In the poll reported by Baird Helgeson in the Star Tribune’s article “Minnesota Poll: Marriage vote splits state in two” last September 26, we learned that while same-sex marriage was a divisive issue, the idea of civil unions for same sex partners was overwhelmingly popular:
“While passions for and against a traditional definition of marriage run strong, the poll also shows that attitudes are shifting when it comes to civil unions.
The poll shows overwhelming support for civil unions that would offer gay and lesbian couples the same legal rights as marriage. Overall, 68 percent of respondents would support civil unions while only 23 percent would oppose them. The support cuts across every demographic and party line.”

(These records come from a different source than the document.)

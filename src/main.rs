use adeypay::application::coordinator::PaymentCoordinator;
use adeypay::application::surface::SurfaceManager;
use adeypay::config::ClientConfig;
use adeypay::domain::payment::{CreatePaymentOptions, PaymentStatus};
use adeypay::domain::ports::PaymentGatewayRef;
use adeypay::error::PaymentError;
use adeypay::infrastructure::http::HttpPaymentGateway;
use adeypay::infrastructure::in_memory::InMemoryPaymentGateway;
use adeypay::interfaces::terminal::{TerminalCallbacks, TerminalNavigator};
use clap::Parser;
use miette::{IntoDiagnostic, Result};
use rust_decimal::Decimal;
use std::io;
use std::path::PathBuf;
use std::sync::Arc;
use tracing_subscriber::EnvFilter;
use url::Url;

#[derive(Parser)]
#[command(author, version, about, long_about = None)]
struct Cli {
    /// Amount to charge
    #[arg(long, allow_hyphen_values = true)]
    amount: Decimal,

    /// Free-text note attached to the payment
    #[arg(long)]
    note: Option<String>,

    /// Merchant API key (overrides the config file)
    #[arg(long)]
    api_key: Option<String>,

    /// URL the service notifies when the payment settles (overrides the config file)
    #[arg(long)]
    callback_url: Option<String>,

    /// TOML configuration file
    #[arg(long)]
    config: Option<PathBuf>,

    /// Base URL of the payment service API
    #[arg(long)]
    service_base: Option<Url>,

    /// Base URL of the hosted payment page
    #[arg(long)]
    surface_base: Option<Url>,

    /// Delay between status requests, in milliseconds
    #[arg(long)]
    poll_interval_ms: Option<u64>,

    /// Give up after this many consecutive failed status requests
    #[arg(long)]
    max_poll_failures: Option<u32>,

    /// Use an in-memory service that approves every payment on its second poll
    #[arg(long)]
    simulate: bool,
}

impl Cli {
    fn client_config(&self) -> Result<ClientConfig> {
        let mut config = match &self.config {
            Some(path) => ClientConfig::from_file(path).into_diagnostic()?,
            None => ClientConfig::default(),
        };
        if let Some(url) = &self.service_base {
            config.service_base_url = url.clone();
        }
        if let Some(url) = &self.surface_base {
            config.surface.base_url = url.clone();
        }
        if let Some(key) = &self.api_key {
            config.defaults.api_key = Some(key.clone());
        }
        if let Some(url) = &self.callback_url {
            config.defaults.callback_url = Some(url.clone());
        }
        if let Some(ms) = self.poll_interval_ms {
            config.poll.interval_ms = ms;
        }
        if self.max_poll_failures.is_some() {
            config.poll.max_consecutive_failures = self.max_poll_failures;
        }
        Ok(config)
    }

    fn payment_options(&self) -> CreatePaymentOptions {
        let options = CreatePaymentOptions::new(self.amount);
        match &self.note {
            Some(note) => options.with_note(note.clone()),
            None => options,
        }
    }
}

#[tokio::main]
async fn main() -> Result<()> {
    let cli = Cli::parse();
    let config = cli.client_config()?;

    let filter =
        EnvFilter::try_from_default_env().unwrap_or_else(|_| EnvFilter::new(&config.log_level));
    tracing_subscriber::fmt()
        .with_env_filter(filter)
        .with_target(false)
        .with_writer(io::stderr)
        .init();

    let gateway: PaymentGatewayRef = if cli.simulate {
        let gateway = InMemoryPaymentGateway::new();
        gateway.script_all(["waiting_user_input", "approved"]).await;
        Arc::new(gateway)
    } else {
        Arc::new(HttpPaymentGateway::new(&config).into_diagnostic()?)
    };

    let coordinator = Arc::new(PaymentCoordinator::new(gateway, &config));
    let mut manager = SurfaceManager::redirect(
        Arc::clone(&coordinator),
        config.surface.base_url.clone(),
        Box::new(TerminalNavigator::new(io::stdout())),
        Arc::new(TerminalCallbacks::new(io::stdout())),
    );

    let Some(id) = manager.pay(cli.payment_options()).await.into_diagnostic()? else {
        return Err(PaymentError::SessionInProgress).into_diagnostic();
    };

    let session = tokio::select! {
        session = manager.settle() => session,
        _ = tokio::signal::ctrl_c() => {
            coordinator.teardown();
            tracing::info!(payment_id = %id, "interrupted, stopped polling");
            return Err(miette::miette!("interrupted before payment {id} settled"));
        }
    };

    match (session.status(), session.abandoned_after()) {
        (PaymentStatus::Approved, _) => Ok(()),
        (_, Some(attempts)) => Err(PaymentError::PollingAbandoned {
            payment_id: id.to_string(),
            attempts,
        })
        .into_diagnostic(),
        _ => Err(PaymentError::PaymentFailed {
            payment_id: id.to_string(),
        })
        .into_diagnostic(),
    }
}
pub mod application;
pub mod config;
pub mod domain;
pub mod error;
pub mod infrastructure;
pub mod interfaces;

That’s outstanding support and the poll also indicated it was widespread including 55% of Republicans agreeing with same-sex civil unions to only 34% against.

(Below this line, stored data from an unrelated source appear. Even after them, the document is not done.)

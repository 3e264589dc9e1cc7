use crate::application::coordinator::PaymentCoordinator;
use crate::domain::payment::{CreatePaymentOptions, PaymentId, PaymentStatus};
use crate::domain::ports::{Navigator, PaymentCallbacksRef, SurfaceWindow, WindowOpener};
use crate::domain::session::PaymentSession;
use crate::domain::surface::{FailureDisplay, Placeholder, PopupOptions, payment_url, window_name};
use crate::error::{PaymentError, Result};
use std::sync::Arc;
use std::time::{SystemTime, UNIX_EPOCH};
use tracing::{debug, warn};
use url::Url;

const POPUP_BLOCKED: &str = "Popup blocked or failed to open";

/// Presents the payment page for the coordinator's session and reports its
/// outcome to the host.
///
/// The manager reacts to two things: the identifier being assigned (navigate
/// once, fire `on_created`) and the status reaching a terminal value (close or
/// update the surface, fire `on_approved` or `on_error`). Both reactions are
/// guarded by the session's own flags, so feeding the same snapshot twice is
/// harmless.
pub struct SurfaceManager {
    coordinator: Arc<PaymentCoordinator>,
    surface_base: Url,
    callbacks: PaymentCallbacksRef,
    presenter: Presenter,
}

enum Presenter {
    Redirect(Box<dyn Navigator>),
    Popup(Popup),
}

enum Outcome {
    Approved,
    Failed,
    Abandoned(u32),
}

impl SurfaceManager {
    /// Navigates the current browsing context to the payment page.
    pub fn redirect(
        coordinator: Arc<PaymentCoordinator>,
        surface_base: Url,
        navigator: Box<dyn Navigator>,
        callbacks: PaymentCallbacksRef,
    ) -> Self {
        Self {
            coordinator,
            surface_base,
            callbacks,
            presenter: Presenter::Redirect(navigator),
        }
    }

    /// Shows the payment page in a secondary window opened at click time.
    pub fn popup(
        coordinator: Arc<PaymentCoordinator>,
        surface_base: Url,
        options: PopupOptions,
        opener: Box<dyn WindowOpener>,
        callbacks: PaymentCallbacksRef,
    ) -> Self {
        Self {
            coordinator,
            surface_base,
            callbacks,
            presenter: Presenter::Popup(Popup {
                opener,
                options,
                window: None,
            }),
        }
    }

    pub fn coordinator(&self) -> &Arc<PaymentCoordinator> {
        &self.coordinator
    }

    /// Handles a click on the pay control.
    ///
    /// Returns `Ok(None)` when the click is ignored because a payment is still
    /// in progress. Creation failures are passed to `on_error` and returned.
    pub async fn pay(&mut self, options: CreatePaymentOptions) -> Result<Option<PaymentId>> {
        if self.coordinator.session().is_active() {
            debug!("payment already in progress, ignoring click");
            return Ok(None);
        }

        // Popup blockers only allow windows opened synchronously with the click.
        if let Presenter::Popup(popup) = &mut self.presenter {
            popup.open_blank();
        }

        match self.coordinator.start_payment(options).await {
            Ok(id) => {
                self.refresh();
                Ok(Some(id))
            }
            Err(PaymentError::SessionInProgress) => {
                self.close_surface();
                Ok(None)
            }
            Err(e) => {
                self.close_surface();
                self.callbacks.on_error(&e);
                Err(e)
            }
        }
    }

    /// Follows the session until polling stops, reacting to every change.
    pub async fn settle(&mut self) -> PaymentSession {
        let mut updates = self.coordinator.subscribe();
        loop {
            let session = updates.borrow_and_update().clone();
            self.handle_session(&session);
            if !session.is_active() || updates.changed().await.is_err() {
                return session;
            }
        }
    }

    /// Reacts to the coordinator's current state.
    pub fn refresh(&mut self) {
        let session = self.coordinator.session();
        self.handle_session(&session);
    }

    /// Reacts to one session snapshot.
    pub fn handle_session(&mut self, session: &PaymentSession) {
        let Some(id) = session.identifier() else {
            return;
        };

        if self.coordinator.mark_navigated(id) {
            if !session.status().is_terminal() {
                self.present(id);
            }
            self.callbacks.on_created(id);
        }

        let outcome = match session.status() {
            PaymentStatus::Approved => Some(Outcome::Approved),
            PaymentStatus::Failed => Some(Outcome::Failed),
            _ => session.abandoned_after().map(Outcome::Abandoned),
        };
        if let Some(outcome) = outcome
            && self.coordinator.mark_terminal_dispatched(id)
        {
            self.finish(id, outcome);
        }
    }

    /// Brings back a popup the user closed while the payment is unresolved.
    ///
    /// Returns `false` when there is nothing to reopen.
    pub fn reopen(&mut self) -> bool {
        let session = self.coordinator.session();
        let Some(id) = session.identifier() else {
            return false;
        };
        let lost = match &self.presenter {
            Presenter::Popup(popup) => popup.is_lost(),
            Presenter::Redirect(_) => false,
        };
        if !lost || !session.is_polling() || session.status().is_terminal() {
            return false;
        }

        self.coordinator.reset_navigation(id);
        if self.coordinator.mark_navigated(id) {
            self.present(id);
        }
        true
    }

    fn present(&mut self, id: &PaymentId) {
        let url = match payment_url(&self.surface_base, id) {
            Ok(url) => url,
            Err(e) => {
                self.callbacks.on_error(&e);
                return;
            }
        };

        let shown = match &mut self.presenter {
            Presenter::Redirect(navigator) => navigator.navigate(&url),
            Presenter::Popup(popup) => popup.show(&url, id),
        };
        if let Err(e) = shown {
            warn!(payment_id = %id, "could not present payment page: {e}");
            self.callbacks.on_error(&e);
        }
    }

    fn finish(&mut self, id: &PaymentId, outcome: Outcome) {
        match outcome {
            Outcome::Approved => {
                self.close_surface();
                self.callbacks.on_approved(id);
            }
            Outcome::Failed => {
                if let Presenter::Popup(popup) = &mut self.presenter {
                    popup.show_failure();
                }
                self.callbacks.on_error(&PaymentError::PaymentFailed {
                    payment_id: id.to_string(),
                });
            }
            Outcome::Abandoned(attempts) => {
                self.callbacks.on_error(&PaymentError::PollingAbandoned {
                    payment_id: id.to_string(),
                    attempts,
                });
            }
        }
    }

    fn close_surface(&mut self) {
        if let Presenter::Popup(popup) = &mut self.presenter {
            popup.close();
        }
    }
}

struct Popup {
    opener: Box<dyn WindowOpener>,
    options: PopupOptions,
    window: Option<Box<dyn SurfaceWindow>>,
}

impl Popup {
    fn open_blank(&mut self) {
        self.close();
        let name = window_name(unix_millis());
        self.window = self.opener.open(None, &name, &self.options.features);
        if self.options.show_creating
            && let Some(window) = self.window.as_mut()
        {
            window.render(&Placeholder::Creating);
        }
    }

    fn show(&mut self, url: &Url, id: &PaymentId) -> Result<()> {
        if let Some(window) = self.window.as_mut().filter(|window| !window.is_closed()) {
            match window.navigate(url) {
                Ok(()) => return Ok(()),
                Err(e) => debug!("popup navigation failed, reopening: {e}"),
            }
        }
        self.close();

        let name = window_name(id);
        match self.opener.open(Some(url), &name, &self.options.features) {
            Some(window) => {
                self.window = Some(window);
                Ok(())
            }
            None => Err(PaymentError::SurfaceError(POPUP_BLOCKED.to_string())),
        }
    }

    fn show_failure(&mut self) {
        match self.options.on_failure {
            FailureDisplay::Close => self.close(),
            FailureDisplay::Placeholder => {
                if let Some(window) = self.window.as_mut().filter(|window| !window.is_closed()) {
                    window.render(&Placeholder::Failed {
                        message: PaymentError::PaymentFailed {
                            payment_id: String::new(),
                        }
                        .to_string(),
                    });
                }
            }
        }
    }

    fn is_lost(&self) -> bool {
        self.window.as_ref().is_none_or(|window| window.is_closed())
    }

    fn close(&mut self) {
        if let Some(mut window) = self.window.take()
            && !window.is_closed()
        {
            window.close();
        }
    }
}

fn unix_millis() -> u128 {
    SystemTime::now()
        .duration_since(UNIX_EPOCH)
        .map(|elapsed| elapsed.as_millis())
        .unwrap_or_default()
}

So why don’t we just ask for civil unions? It could pass easily and without much hassle now that it’s been shown the issue matters to the people of Minnesota. There are five states that have civil union laws and a few more states which had civil unions and later passed same-sex marriage. If states like Delaware, Hawaii, and New Jersey have civil unions, why can’t we consider it?
Therefore, I decided to make a case for passing civil unions if the idea of same-sex marriage scares legislative leaders so much. The civil union idea has such overwhelming support; even Republicans should be crossing the aisle to vote for it. Certainly rural DFLers will have no problem with it.

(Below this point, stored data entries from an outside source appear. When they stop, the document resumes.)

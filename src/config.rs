//! Client configuration.
//!
//! A [`ClientConfig`] is built once at startup and handed to the gateway,
//! coordinator and surface manager. Nothing in the crate reads configuration
//! from global state; per-call [`CreatePaymentOptions`] override [`PaymentDefaults`].
//!
//! [`CreatePaymentOptions`]: crate::domain::payment::CreatePaymentOptions

use crate::domain::surface::{FailureDisplay, PopupOptions, ScreenGeometry, WindowFeatures};
use crate::error::{PaymentError, Result};
use serde::{Deserialize, Serialize};
use std::path::Path;
use std::time::Duration;
use url::Url;

pub const DEFAULT_SERVICE_BASE: &str = "https://deveback.adey.lol";
pub const DEFAULT_SURFACE_BASE: &str = "https://adey.pages.dev/pay";

/// Library configuration.
#[derive(Debug, Clone, Serialize, Deserialize)]
pub struct ClientConfig {
    /// Base URL of the payment service API.
    #[serde(default = "default_service_base")]
    pub service_base_url: Url,

    /// Log level.
    #[serde(default = "default_log_level")]
    pub log_level: String,

    /// Credential and callback URL used when a call does not supply its own.
    #[serde(default)]
    pub defaults: PaymentDefaults,

    /// Status polling policy.
    #[serde(default)]
    pub poll: PollConfig,

    /// Payment page presentation.
    #[serde(default)]
    pub surface: SurfaceConfig,
}

/// Fallback values for per-call payment options.
#[derive(Clone, Default, PartialEq, Eq, Serialize, Deserialize)]
pub struct PaymentDefaults {
    #[serde(default)]
    pub api_key: Option<String>,
    #[serde(default)]
    pub callback_url: Option<String>,
}

impl std::fmt::Debug for PaymentDefaults {
    fn fmt(&self, f: &mut std::fmt::Formatter<'_>) -> std::fmt::Result {
        f.debug_struct("PaymentDefaults")
            .field("api_key", &self.api_key.as_ref().map(|_| "<redacted>"))
            .field("callback_url", &self.callback_url)
            .finish()
    }
}

/// Status polling policy.
#[derive(Debug, Clone, PartialEq, Eq, Serialize, Deserialize)]
pub struct PollConfig {
    /// Delay between status requests, in milliseconds.
    #[serde(default = "default_poll_interval")]
    pub interval_ms: u64,

    /// Stop polling after this many failed requests in a row. `None` retries forever.
    #[serde(default)]
    pub max_consecutive_failures: Option<u32>,

    /// Service status strings to treat as `approved` (e.g. `"Paid"`).
    #[serde(default)]
    pub approved_aliases: Vec<String>,
}

/// Payment page presentation.
#[derive(Debug, Clone, PartialEq, Eq, Serialize, Deserialize)]
pub struct SurfaceConfig {
    /// The payment page is served at `<base_url>/<payment id>`.
    #[serde(default = "default_surface_base")]
    pub base_url: Url,

    #[serde(default = "default_popup_width")]
    pub popup_width: u32,

    #[serde(default = "default_popup_height")]
    pub popup_height: u32,

    /// What the popup does when the payment fails.
    #[serde(default)]
    pub failure_display: FailureDisplay,

    /// Render a "creating" page into the popup while the payment is created.
    #[serde(default)]
    pub show_creating: bool,
}

impl Default for ClientConfig {
    fn default() -> Self {
        Self {
            service_base_url: default_service_base(),
            log_level: default_log_level(),
            defaults: PaymentDefaults::default(),
            poll: PollConfig::default(),
            surface: SurfaceConfig::default(),
        }
    }
}

impl Default for PollConfig {
    fn default() -> Self {
        Self {
            interval_ms: default_poll_interval(),
            max_consecutive_failures: None,
            approved_aliases: Vec::new(),
        }
    }
}

impl Default for SurfaceConfig {
    fn default() -> Self {
        Self {
            base_url: default_surface_base(),
            popup_width: default_popup_width(),
            popup_height: default_popup_height(),
            failure_display: FailureDisplay::default(),
            show_creating: false,
        }
    }
}

fn default_service_base() -> Url {
    Url::parse(DEFAULT_SERVICE_BASE).unwrap_or_else(|_| unreachable!("valid constant URL"))
}

fn default_surface_base() -> Url {
    Url::parse(DEFAULT_SURFACE_BASE).unwrap_or_else(|_| unreachable!("valid constant URL"))
}

fn default_log_level() -> String {
    "info".to_string()
}

const fn default_poll_interval() -> u64 {
    3000
}

const fn default_popup_width() -> u32 {
    900
}

const fn default_popup_height() -> u32 {
    700
}

impl ClientConfig {
    /// Load configuration from a TOML file.
    ///
    /// # Errors
    ///
    /// Returns an error if the file cannot be read or parsed.
    pub fn from_file(path: &Path) -> Result<Self> {
        let content = std::fs::read_to_string(path)?;
        toml::from_str(&content).map_err(|e| PaymentError::ConfigError(e.to_string()))
    }

    /// Save configuration to a TOML file.
    ///
    /// # Errors
    ///
    /// Returns an error if the file cannot be written.
    pub fn to_file(&self, path: &Path) -> Result<()> {
        let content =
            toml::to_string_pretty(self).map_err(|e| PaymentError::ConfigError(e.to_string()))?;
        std::fs::write(path, content)?;
        Ok(())
    }

    pub fn with_service_base_url(mut self, url: Url) -> Self {
        self.service_base_url = url;
        self
    }

    pub fn with_api_key(mut self, key: impl Into<String>) -> Self {
        self.defaults.api_key = Some(key.into());
        self
    }

    pub fn with_callback_url(mut self, url: impl Into<String>) -> Self {
        self.defaults.callback_url = Some(url.into());
        self
    }
}

impl PollConfig {
    /// Never zero; a timer cannot tick at a zero period.
    pub fn interval(&self) -> Duration {
        Duration::from_millis(self.interval_ms.max(1))
    }
}

impl SurfaceConfig {
    /// Popup strategy centred over the host window.
    pub fn popup(&self, host: ScreenGeometry) -> PopupOptions {
        PopupOptions {
            features: WindowFeatures::centered(self.popup_width, self.popup_height, host),
            on_failure: self.failure_display,
            show_creating: self.show_creating,
        }
    }
}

If civil unions, supported by a vast majority, have the same benefits and privileges afforded “marriage” why not pass that?
Who cares what it’s called?
Richard Carlbom of Minnesotans United for All Families said in “Minnesota group expected to seek legalization of gay marriage” in Patrick Condon’s AP piece at www.twincities.com:
“I think we still have a lot of work to do to spark conversation about why marriage matters, and why we shouldn’t limit the freedom to marry. But at the end of the day, voters will reward those who grant freedom and punish those who try to limit it.”
I agree. Wholeheartedly. I just don’t care what they call it. We need these benefits and privileges now. This isn’t a new conversation. Same-sex couples have been asking for equal treatment for their relationships since 1971. A generation later, gay and lesbian couples are still hoping for legal recognition of their status.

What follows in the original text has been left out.